A Polícia Federal cancelou nesta terça-feira (28) o depoimento do senador Flávio Bolsonaro (PL-RJ), pré-candidato à Presidência, no inquérito que apura suposta calúnia contra o presidente Luiz Inácio Lula da Silva (PT).
A defesa protocolou esclarecimentos por escrito na PF e no STF, pedindo que o material substitua a oitiva marcada pelo ministro Alexandre de Moraes após parecer favorável da PGR.

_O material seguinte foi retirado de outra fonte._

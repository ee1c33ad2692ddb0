//! In-memory query cache with a fixed time-to-live.

use chrono::{DateTime, Duration, Utc};
use serde_json::Value;
use std::collections::HashMap;
use std::future::Future;
use std::sync::{Arc, Mutex, PoisonError};
use tracing::debug;

use crate::error::Result;

use super::clock::{Clock, SystemClock};
use super::traits::QueryKey;

/// A single cached payload.
struct CacheEntry {
  value: Value,
  stored_at: DateTime<Utc>,
}

/// Process-local cache for read queries.
///
/// Entries live only in memory and are served only while younger than the
/// TTL. Mutating operations remove the affected keys through
/// [`QueryCache::invalidate`], so a stale read is never served after a write
/// this client issued. Entries are a performance optimization, never a
/// source of truth: two in-flight reads may both miss and both fetch, and
/// the later write wins.
///
/// The lock around the map is held only for map access, never across an
/// await. A poisoned lock only means another thread panicked between map
/// operations; the map itself is still usable, so poisoning is ignored.
pub struct QueryCache {
  entries: Mutex<HashMap<String, CacheEntry>>,
  ttl: Duration,
  clock: Arc<dyn Clock>,
}

impl QueryCache {
  /// Cache with the default 5 minute TTL and the system clock.
  pub fn new() -> Self {
    Self::with_clock(Arc::new(SystemClock))
  }

  /// Cache with an injected time source.
  pub fn with_clock(clock: Arc<dyn Clock>) -> Self {
    Self {
      entries: Mutex::new(HashMap::new()),
      ttl: Duration::minutes(5),
      clock,
    }
  }

  /// Override the TTL.
  pub fn with_ttl(mut self, ttl: Duration) -> Self {
    self.ttl = ttl;
    self
  }

  fn is_fresh(&self, stored_at: DateTime<Utc>) -> bool {
    self.clock.now() - stored_at < self.ttl
  }

  /// Look up a fresh entry. An expired entry is treated as absent.
  pub fn get(&self, key: &dyn QueryKey) -> Option<Value> {
    let entries = self.entries.lock().unwrap_or_else(PoisonError::into_inner);
    let entry = entries.get(&key.cache_hash())?;

    if self.is_fresh(entry.stored_at) {
      debug!(query = %key.description(), "cache hit");
      Some(entry.value.clone())
    } else {
      debug!(query = %key.description(), "cache entry expired");
      None
    }
  }

  /// Store a payload, replacing any previous entry for the key.
  pub fn put(&self, key: &dyn QueryKey, value: Value) {
    let mut entries = self.entries.lock().unwrap_or_else(PoisonError::into_inner);
    entries.insert(
      key.cache_hash(),
      CacheEntry {
        value,
        stored_at: self.clock.now(),
      },
    );
  }

  /// Drop the entry for a key, if any.
  pub fn invalidate(&self, key: &dyn QueryKey) {
    let mut entries = self.entries.lock().unwrap_or_else(PoisonError::into_inner);
    if entries.remove(&key.cache_hash()).is_some() {
      debug!(query = %key.description(), "cache invalidated");
    }
  }

  /// Cache-then-fetch.
  ///
  /// 1. Check cache - if fresh, return immediately
  /// 2. Otherwise run the fetcher
  /// 3. Store the result and return it; fetch errors propagate untouched
  pub async fn fetch<F, Fut>(&self, key: &dyn QueryKey, fetcher: F) -> Result<Value>
  where
    F: FnOnce() -> Fut,
    Fut: Future<Output = Result<Value>>,
  {
    if let Some(hit) = self.get(key) {
      return Ok(hit);
    }

    let value = fetcher().await?;
    self.put(key, value.clone());
    Ok(value)
  }
}

impl Default for QueryCache {
  fn default() -> Self {
    Self::new()
  }
}
//! HTTP transport with token attachment and auth-failure handling.
//!
//! Every request goes through two explicit middleware steps around the
//! reqwest call, each with a single responsibility:
//! - [`Transport::attach_token`] adds the bearer header iff a token exists
//! - [`Transport::handle_auth_failure`] reacts to a 401

use reqwest::{RequestBuilder, Response, StatusCode};
use serde::de::DeserializeOwned;
use serde::Serialize;
use std::sync::Arc;
use tracing::{debug, info};

use crate::error::{Error, Result};
use crate::session::SessionStore;

/// Where the embedding application reports and changes its current surface.
///
/// A 401 only tears the session down while the application is away from its
/// login surface; on the login surface nothing happens, which keeps a failed
/// login attempt from looping back into itself.
pub trait LoginRedirect: Send + Sync {
  /// Whether the login surface is currently shown.
  fn at_login(&self) -> bool;

  /// Bring the login surface up.
  fn redirect(&self);
}

/// Redirect handler for embedders without a navigable surface. Reports
/// being away from login, so a 401 still clears the session.
pub struct NoRedirect;

impl LoginRedirect for NoRedirect {
  fn at_login(&self) -> bool {
    false
  }

  fn redirect(&self) {}
}

/// Thin reqwest wrapper shared by the client and the backend auth strategy.
#[derive(Clone)]
pub struct Transport {
  http: reqwest::Client,
  root: String,
  session: Arc<dyn SessionStore>,
  redirect: Arc<dyn LoginRedirect>,
}

impl Transport {
  pub fn new(
    root: String,
    session: Arc<dyn SessionStore>,
    redirect: Arc<dyn LoginRedirect>,
  ) -> Self {
    Self {
      http: reqwest::Client::new(),
      root,
      session,
      redirect,
    }
  }

  fn url(&self, path: &str) -> String {
    format!("{}{}", self.root, path)
  }

  /// Attach the bearer header iff a session token exists.
  fn attach_token(&self, request: RequestBuilder) -> Result<RequestBuilder> {
    match self.session.token()? {
      Some(token) => Ok(request.bearer_auth(token)),
      None => Ok(request),
    }
  }

  /// The one cross-cutting interception: on a 401 received away from the
  /// login surface, clear the stored session and redirect to login. The
  /// error is surfaced to the caller either way.
  fn handle_auth_failure(&self, response: Response) -> Result<Response> {
    if response.status() != StatusCode::UNAUTHORIZED {
      return Ok(response);
    }

    if !self.redirect.at_login() {
      info!("session rejected by backend, redirecting to login");
      self.session.clear()?;
      self.redirect.redirect();
    }

    Err(Error::AuthExpired)
  }

  async fn check_status(response: Response) -> Result<Response> {
    let status = response.status();
    if status.is_success() {
      return Ok(response);
    }

    let body = response.text().await?;
    Err(Error::Http { status, body })
  }

  /// Run a prepared request through the middleware chain.
  async fn execute(&self, request: RequestBuilder) -> Result<Response> {
    let request = self.attach_token(request)?;
    let response = request.send().await?;
    let response = self.handle_auth_failure(response)?;
    Self::check_status(response).await
  }

  pub async fn get<T: DeserializeOwned>(&self, path: &str) -> Result<T> {
    debug!(path, "GET");
    let response = self.execute(self.http.get(self.url(path))).await?;
    Ok(response.json().await?)
  }

  /// GET with query parameters appended to the path.
  pub async fn get_query<T: DeserializeOwned>(
    &self,
    path: &str,
    query: &[(&str, String)],
  ) -> Result<T> {
    debug!(path, "GET");
    let request = self.http.get(self.url(path)).query(query);
    let response = self.execute(request).await?;
    Ok(response.json().await?)
  }

  /// GET returning the raw body, for binary downloads.
  pub async fn get_bytes(&self, path: &str) -> Result<Vec<u8>> {
    debug!(path, "GET (binary)");
    let response = self.execute(self.http.get(self.url(path))).await?;
    Ok(response.bytes().await?.to_vec())
  }

  pub async fn post<T, B>(&self, path: &str, body: &B) -> Result<T>
  where
    T: DeserializeOwned,
    B: Serialize + ?Sized,
  {
    debug!(path, "POST");
    let request = self.http.post(self.url(path)).json(body);
    let response = self.execute(request).await?;
    Ok(response.json().await?)
  }

  pub async fn put<T, B>(&self, path: &str, body: &B) -> Result<T>
  where
    T: DeserializeOwned,
    B: Serialize + ?Sized,
  {
    debug!(path, "PUT");
    let request = self.http.put(self.url(path)).json(body);
    let response = self.execute(request).await?;
    Ok(response.json().await?)
  }

  pub async fn delete<T: DeserializeOwned>(&self, path: &str) -> Result<T> {
    debug!(path, "DELETE");
    let response = self.execute(self.http.delete(self.url(path))).await?;
    Ok(response.json().await?)
  }
}
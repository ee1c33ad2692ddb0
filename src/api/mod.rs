//! HTTP client, transport middleware and cache keys for the backend API.

pub mod client;
pub mod keys;
pub mod transport;
pub mod types;
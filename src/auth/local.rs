//! Local credential check.

use async_trait::async_trait;
use sha2::{Digest, Sha256};
use uuid::Uuid;

use crate::api::types::AuthSession;
use crate::config::LocalAccount;
use crate::error::{Error, Result};

use super::Authenticator;

/// Validates credentials against configured accounts, without a server
/// round-trip. Only password digests are held in memory, and tokens issued
/// here are random v4 UUIDs with no backend meaning.
pub struct LocalAuth {
  accounts: Vec<LocalAccount>,
}

impl LocalAuth {
  pub fn new(accounts: Vec<LocalAccount>) -> Self {
    Self { accounts }
  }

  fn digest(password: &str) -> String {
    let mut hasher = Sha256::new();
    hasher.update(password.as_bytes());
    hex::encode(hasher.finalize())
  }
}

#[async_trait]
impl Authenticator for LocalAuth {
  async fn login(&self, username: &str, password: &str) -> Result<AuthSession> {
    let digest = Self::digest(password);

    let account = self
      .accounts
      .iter()
      .find(|a| a.username == username && a.password_sha256.eq_ignore_ascii_case(&digest))
      .ok_or(Error::InvalidCredentials)?;

    Ok(AuthSession {
      token: Uuid::new_v4().to_string(),
      user: account.user.clone(),
    })
  }
}
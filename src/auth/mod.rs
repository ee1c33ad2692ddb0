//! Login strategies.
//!
//! `login(username, password)` is one contract with two interchangeable
//! implementations, selected from [`crate::config::AuthMode`] when the
//! client is built: [`BackendAuth`] defers to POST /auth/login, while
//! [`LocalAuth`] checks credentials against configured accounts without a
//! server round-trip.

mod backend;
mod local;

pub use backend::BackendAuth;
pub use local::LocalAuth;

use async_trait::async_trait;

use crate::api::types::AuthSession;
use crate::error::Result;

/// Turns a username/password pair into a session.
#[async_trait]
pub trait Authenticator: Send + Sync {
  async fn login(&self, username: &str, password: &str) -> Result<AuthSession>;
}
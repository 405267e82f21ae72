//! Default values for hook-mirror.
//!
//! This module provides centralized constants used across the library and
//! the CLI, ensuring consistency and avoiding duplication.

/// File inside the mirror repository that records the last applied version.
pub const MARKER_FILE: &str = ".version";

/// Hook descriptor written by older mirror layouts. Removed on every commit.
pub const LEGACY_HOOKS_FILE: &str = "hooks.yaml";

/// Name of the template set rendered for every ecosystem.
pub const SHARED_TEMPLATE_SET: &str = "all";

/// Minimum pre-commit version when no newer feature is used.
pub const DEFAULT_MINIMUM_PRE_COMMIT_VERSION: &str = "0";

/// Minimum pre-commit version that understands `types_or`.
pub const TYPES_OR_MINIMUM_PRE_COMMIT_VERSION: &str = "2.9.2";

/// Environment variable that points at an on-disk template directory.
pub const TEMPLATE_DIR_ENV: &str = "HOOK_MIRROR_TEMPLATES";

/// Returns the `User-Agent` sent to package registries.
///
/// crates.io rejects requests that do not identify the client.
pub fn user_agent() -> String {
    format!("{}/{}", env!("CARGO_PKG_NAME"), env!("CARGO_PKG_VERSION"))
}

#[cfg(test)]
mod tests {
    use super::*;

    #[test]
    fn test_user_agent_identifies_crate() {
        let agent = user_agent();
        assert!(agent.starts_with("hook-mirror/"));
        assert!(agent.contains(env!("CARGO_PKG_VERSION")));
    }

    #[test]
    fn test_marker_is_hidden_file() {
        assert!(MARKER_FILE.starts_with('.'));
        assert_ne!(MARKER_FILE, LEGACY_HOOKS_FILE);
    }
}
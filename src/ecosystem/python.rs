//! PyPI: `https://pypi.org/pypi/<name>/json`.
//!
//! The package name may be a full requirement (`bandit[yaml]`); only the
//! distribution name is used for the lookup. Release keys come back
//! unordered and are sorted by PEP 440 precedence.

use super::{dedup_preserving_order, http, lookup_error, Ecosystem};
use crate::error::Result;
use log::warn;
use regex::Regex;
use serde::Deserialize;
use serde_json::Value;
use std::cmp::Ordering;
use std::collections::BTreeMap;

const API_BASE: &str = "https://pypi.org/pypi";

const VERSION_PATTERN: &str = r"(?x)^
    v?
    (?:(?P<epoch>[0-9]+)!)?
    (?P<release>[0-9]+(?:\.[0-9]+)*)
    (?:[-_.]?(?P<pre_l>a|b|c|rc|alpha|beta|pre|preview)[-_.]?(?P<pre_n>[0-9]+)?)?
    (?:-(?P<post_n1>[0-9]+)|[-_.]?(?P<post_l>post|rev|r)[-_.]?(?P<post_n2>[0-9]+)?)?
    (?:[-_.]?(?P<dev_l>dev)[-_.]?(?P<dev_n>[0-9]+)?)?
    (?:\+(?P<local>[a-z0-9]+(?:[-_.][a-z0-9]+)*))?
$";

#[derive(Debug, Deserialize)]
struct ProjectResponse {
    releases: BTreeMap<String, Value>,
}

/// Distributions published on PyPI.
#[derive(Debug, Clone, Copy, Default)]
pub struct Python;

impl Ecosystem for Python {
    fn key(&self) -> &str {
        "python"
    }

    fn list_versions(&self, package_name: &str) -> Result<Vec<String>> {
        let name = distribution_name(package_name);
        let url = http::build_url(API_BASE, &[name, "json"])
            .map_err(|e| lookup_error(self.key(), package_name, e))?;
        let response: ProjectResponse =
            http::get_json(url.as_str()).map_err(|e| lookup_error(self.key(), package_name, e))?;
        sort_versions(response.releases.into_keys().collect())
    }
}

/// The distribution name of a requirement string.
///
/// `bandit[yaml]` and `flake8>=3; python_version>"3"` reduce to `bandit` and
/// `flake8`.
pub(crate) fn distribution_name(requirement: &str) -> &str {
    let requirement = requirement.trim();
    let end = requirement
        .find(|c: char| !(c.is_ascii_alphanumeric() || matches!(c, '-' | '_' | '.')))
        .unwrap_or(requirement.len());
    &requirement[..end]
}

/// Pre-release position. Variant order is precedence order.
#[derive(Debug, Clone, PartialEq, Eq, PartialOrd, Ord)]
enum Pre {
    /// `1.0.dev1` sorts before `1.0a1`
    DevOfFinal,
    Release(u8, u64),
    Final,
}

#[derive(Debug, Clone, PartialEq, Eq, PartialOrd, Ord)]
struct Pep440Key {
    epoch: u64,
    release: Vec<u64>,
    pre: Pre,
    post: Option<u64>,
    /// `(false, n)` for `.devN`, `(true, 0)` without a dev segment
    dev: (bool, u64),
    local: Option<String>,
}

fn parse_number(caps: &regex::Captures<'_>, name: &str) -> Option<Option<u64>> {
    match caps.name(name) {
        None => Some(None),
        Some(m) => m.as_str().parse().ok().map(Some),
    }
}

fn parse_key(pattern: &Regex, version: &str) -> Option<Pep440Key> {
    let lowered = version.trim().to_ascii_lowercase();
    let caps = pattern.captures(&lowered)?;

    let epoch = parse_number(&caps, "epoch")?.unwrap_or(0);

    let mut release = caps
        .name("release")?
        .as_str()
        .split('.')
        .map(|part| part.parse::<u64>().ok())
        .collect::<Option<Vec<_>>>()?;
    while release.len() > 1 && release.last() == Some(&0) {
        release.pop();
    }

    let pre_number = parse_number(&caps, "pre_n")?.unwrap_or(0);
    let pre_letter = caps.name("pre_l").map(|m| match m.as_str() {
        "a" | "alpha" => 0,
        "b" | "beta" => 1,
        _ => 2,
    });

    let post = match parse_number(&caps, "post_n1")? {
        Some(n) => Some(n),
        None if caps.name("post_l").is_some() => Some(parse_number(&caps, "post_n2")?.unwrap_or(0)),
        None => None,
    };

    let has_dev = caps.name("dev_l").is_some();
    let dev = if has_dev {
        (false, parse_number(&caps, "dev_n")?.unwrap_or(0))
    } else {
        (true, 0)
    };

    let pre = match pre_letter {
        Some(letter) => Pre::Release(letter, pre_number),
        None if post.is_none() && has_dev => Pre::DevOfFinal,
        None => Pre::Final,
    };

    Some(Pep440Key {
        epoch,
        release,
        pre,
        post,
        dev,
        local: caps.name("local").map(|m| m.as_str().to_string()),
    })
}

/// Sort versions by PEP 440 precedence, oldest first.
///
/// Versions that are not valid PEP 440 sort before every valid one, in their
/// original order.
pub(crate) fn sort_versions(versions: Vec<String>) -> Result<Vec<String>> {
    let pattern = Regex::new(VERSION_PATTERN)?;

    let mut keyed: Vec<(Option<Pep440Key>, String)> = versions
        .into_iter()
        .map(|v| {
            let key = parse_key(&pattern, &v);
            if key.is_none() {
                warn!("Not a PEP 440 version, sorting first: {}", v);
            }
            (key, v)
        })
        .collect();

    keyed.sort_by(|(a, _), (b, _)| match (a, b) {
        (Some(a), Some(b)) => a.cmp(b),
        (None, Some(_)) => Ordering::Less,
        (Some(_), None) => Ordering::Greater,
        (None, None) => Ordering::Equal,
    });

    Ok(dedup_preserving_order(
        keyed.into_iter().map(|(_, v)| v).collect(),
    ))
}
//! # Hook Mirror CLI
//!
//! Binary entry point for the `hook-mirror` command-line tool. Parses the
//! command line with `clap` and hands over to the library; any error aborts
//! with its message and a non-zero exit status.

mod cli;
mod commands;

use anyhow::Result;
use clap::Parser;

fn main() -> Result<()> {
    let cli = cli::Cli::parse();
    cli.execute()
}
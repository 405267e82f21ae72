//! # Output Configuration
//!
//! Decides whether the run summary printed by `hook-mirror` uses colors and
//! emoji. `--color always` and `--color never` win outright. Under
//! `--color auto` the environment decides, in this order:
//!
//! - `NO_COLOR` set to anything (https://no-color.org/): plain
//! - `CLICOLOR=0`: plain
//! - `CLICOLOR_FORCE` set and not `0`: colored, even when not a TTY
//! - `TERM=dumb`: plain
//! - otherwise whatever the `console` crate detects for stdout

use std::env;

/// Output configuration for the run summary.
#[derive(Debug, Clone)]
pub struct OutputConfig {
    /// Whether colors and emojis should be used in output.
    pub use_color: bool,
}

impl OutputConfig {
    /// Build from the `--color` flag value ("always", "never" or "auto").
    pub fn from_env_and_flag(color_flag: &str) -> Self {
        let use_color = match color_flag.to_ascii_lowercase().as_str() {
            "always" => true,
            "never" => false,
            _ => auto_color(|name| env::var_os(name).map(|v| v.to_string_lossy().into_owned())),
        };
        Self { use_color }
    }

    #[cfg(test)]
    pub fn with_color() -> Self {
        Self { use_color: true }
    }

    #[cfg(test)]
    pub fn without_color() -> Self {
        Self { use_color: false }
    }

    /// Style `text` as a version number when colors are enabled.
    pub fn version(&self, text: &str) -> String {
        if self.use_color {
            console::style(text).cyan().bold().force_styling(true).to_string()
        } else {
            text.to_string()
        }
    }
}

/// `--color auto`, reading the environment through `var`.
fn auto_color(var: impl Fn(&str) -> Option<String>) -> bool {
    if var("NO_COLOR").is_some() || var("CLICOLOR").as_deref() == Some("0") {
        return false;
    }
    if var("CLICOLOR_FORCE").is_some_and(|v| !v.is_empty() && v != "0") {
        return true;
    }
    if var("TERM").as_deref() == Some("dumb") {
        return false;
    }
    console::Term::stdout().features().colors_supported()
}

/// The emoji when colors are enabled, `plain` otherwise.
pub fn emoji<'a>(config: &OutputConfig, emoji_str: &'a str, plain: &'a str) -> &'a str {
    if config.use_color {
        emoji_str
    } else {
        plain
    }
}
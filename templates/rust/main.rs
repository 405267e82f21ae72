fn main() {}
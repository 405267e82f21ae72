//! crates.io: `https://crates.io/api/v1/crates/<name>`.

use super::{dedup_preserving_order, http, lookup_error, Ecosystem};
use crate::error::Result;
use serde::Deserialize;

const API_BASE: &str = "https://crates.io/api/v1/crates";

#[derive(Debug, Deserialize)]
struct CrateResponse {
    versions: Vec<CrateVersion>,
}

#[derive(Debug, Deserialize)]
struct CrateVersion {
    num: String,
}

/// Crates published on crates.io, installed by the hook runner as CLIs.
#[derive(Debug, Clone, Copy, Default)]
pub struct Rust;

impl Ecosystem for Rust {
    fn key(&self) -> &str {
        "rust"
    }

    fn list_versions(&self, package_name: &str) -> Result<Vec<String>> {
        let url = http::build_url(API_BASE, &[package_name])
            .map_err(|e| lookup_error(self.key(), package_name, e))?;
        let response: CrateResponse =
            http::get_json(url.as_str()).map_err(|e| lookup_error(self.key(), package_name, e))?;
        Ok(versions_oldest_first(response))
    }

    fn additional_dependencies(&self, package_name: &str, version: &str) -> Option<Vec<String>> {
        Some(vec![format!("cli:{}:{}", package_name, version)])
    }
}

/// crates.io lists newest first.
fn versions_oldest_first(response: CrateResponse) -> Vec<String> {
    dedup_preserving_order(response.versions.into_iter().rev().map(|v| v.num).collect())
}

#[cfg(test)]
mod tests {
    use super::*;

    #[test]
    fn test_versions_are_reversed() {
        let response: CrateResponse = serde_json::from_str(
            r#"{
                "crate": {"name": "shellharden"},
                "versions": [
                    {"num": "4.1.0", "yanked": false},
                    {"num": "4.0.0", "yanked": false},
                    {"num": "3.1.0", "yanked": true}
                ]
            }"#,
        )
        .unwrap();

        assert_eq!(
            versions_oldest_first(response),
            vec!["3.1.0", "4.0.0", "4.1.0"]
        );
    }

    #[test]
    #[cfg_attr(not(feature = "integration-tests"), ignore)]
    fn test_list_versions_clap() {
        if std::env::var("SKIP_NETWORK_TESTS").is_ok() {
            return;
        }
        let versions = Rust.list_versions("clap").unwrap();
        assert!(versions.iter().any(|v| v == "2.33.0"));
    }
}
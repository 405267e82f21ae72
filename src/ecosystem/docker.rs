//! Docker Hub images, listed through the paginated tags API.
//!
//! Official images (`python`) live under the `library` namespace. The
//! floating `latest` tag is not a version and is dropped.

use super::{dedup_preserving_order, http, lookup_error, Ecosystem};
use crate::error::Result;
use serde::Deserialize;

const API_BASE: &str = "https://hub.docker.com/v2/repositories";
const PAGE_SIZE: &str = "100";

#[derive(Debug, Deserialize)]
struct TagPage {
    next: Option<String>,
    #[serde(default)]
    results: Vec<Tag>,
}

#[derive(Debug, Deserialize)]
struct Tag {
    name: String,
    last_updated: Option<String>,
}

/// Images hosted on Docker Hub.
#[derive(Debug, Clone, Copy, Default)]
pub struct DockerImage;

impl Ecosystem for DockerImage {
    fn key(&self) -> &str {
        "docker_image"
    }

    fn list_versions(&self, package_name: &str) -> Result<Vec<String>> {
        let (namespace, repository) = split_image_name(package_name);
        let mut url = http::build_url(API_BASE, &[namespace, repository, "tags"])
            .map_err(|e| lookup_error(self.key(), package_name, e))?;
        url.query_pairs_mut().append_pair("page_size", PAGE_SIZE);

        let mut tags = Vec::new();
        let mut next = Some(url.to_string());
        while let Some(page_url) = next {
            let page: TagPage =
                http::get_json(&page_url).map_err(|e| lookup_error(self.key(), package_name, e))?;
            tags.extend(page.results);
            next = page.next;
        }

        Ok(tags_oldest_first(tags))
    }
}

/// `alpine/flake8` → (`alpine`, `flake8`); `python` → (`library`, `python`).
fn split_image_name(image: &str) -> (&str, &str) {
    image.split_once('/').unwrap_or(("library", image))
}

/// Order tags by last push, oldest first, without `latest`.
fn tags_oldest_first(mut tags: Vec<Tag>) -> Vec<String> {
    tags.retain(|tag| tag.name != "latest");
    tags.sort_by(|a, b| a.last_updated.cmp(&b.last_updated));
    dedup_preserving_order(tags.into_iter().map(|tag| tag.name).collect())
}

O inquérito investiga uma postagem de 3 de janeiro em que Flávio associou Lula a Nicolás Maduro e escreveu que o petista “será delatado”.
Argumentos da defesa
No documento entregue à PF e encaminhado ao STF, os advogados de Flávio afirmam que a postagem investigada “não configura crime” e que “não houve atribuição falsa de fatos” a Lula. Segundo a defesa, o texto reunia duas frases independentes — uma sobre o petista, outra sobre Maduro — e não deveria ser lido como uma única acusação.
Os advogados sustentam que a frase “Lula será delatado” era apenas uma previsão sobre um evento futuro, sem atribuir qualquer fato concreto ao presidente. Já o trecho sobre Maduro, segundo a defesa, reproduzia acusações feitas por autoridades dos Estados Unidos contra o venezuelano.
A defesa também cita entendimentos do STF e do STJ segundo os quais acusações genéricas não caracterizam calúnia, e destaca que Lula sequer foi ouvido durante a investigação. O inquérito havia sido aberto em abril, quando Moraes determinou que Flávio prestasse depoimento à PF em até 10 dias por suspeita de calúnia contra Lula.
O depoimento cancelado nesta terça era justamente aquele que Moraes havia marcado para o dia 28 de julho, depois que a defesa deixou de indicar uma data alternativa para a oitiva no prazo estipulado pelo ministro.
Ao pedir a abertura do inquérito, a PF afirmou que a postagem atribuía falsamente crimes ao presidente da República, indicando que os delitos citados seriam aqueles pelos quais Lula seria eventualmente delatado.
Reação de Flávio Bolsonaro
Por meio dos advogados, Flávio Bolsonaro afirmou manter confiança nas instituições, mas disse estar preocupado com o que classificou como tentativas de judicialização do debate político e restrições à liberdade de expressão prevista na Constituição.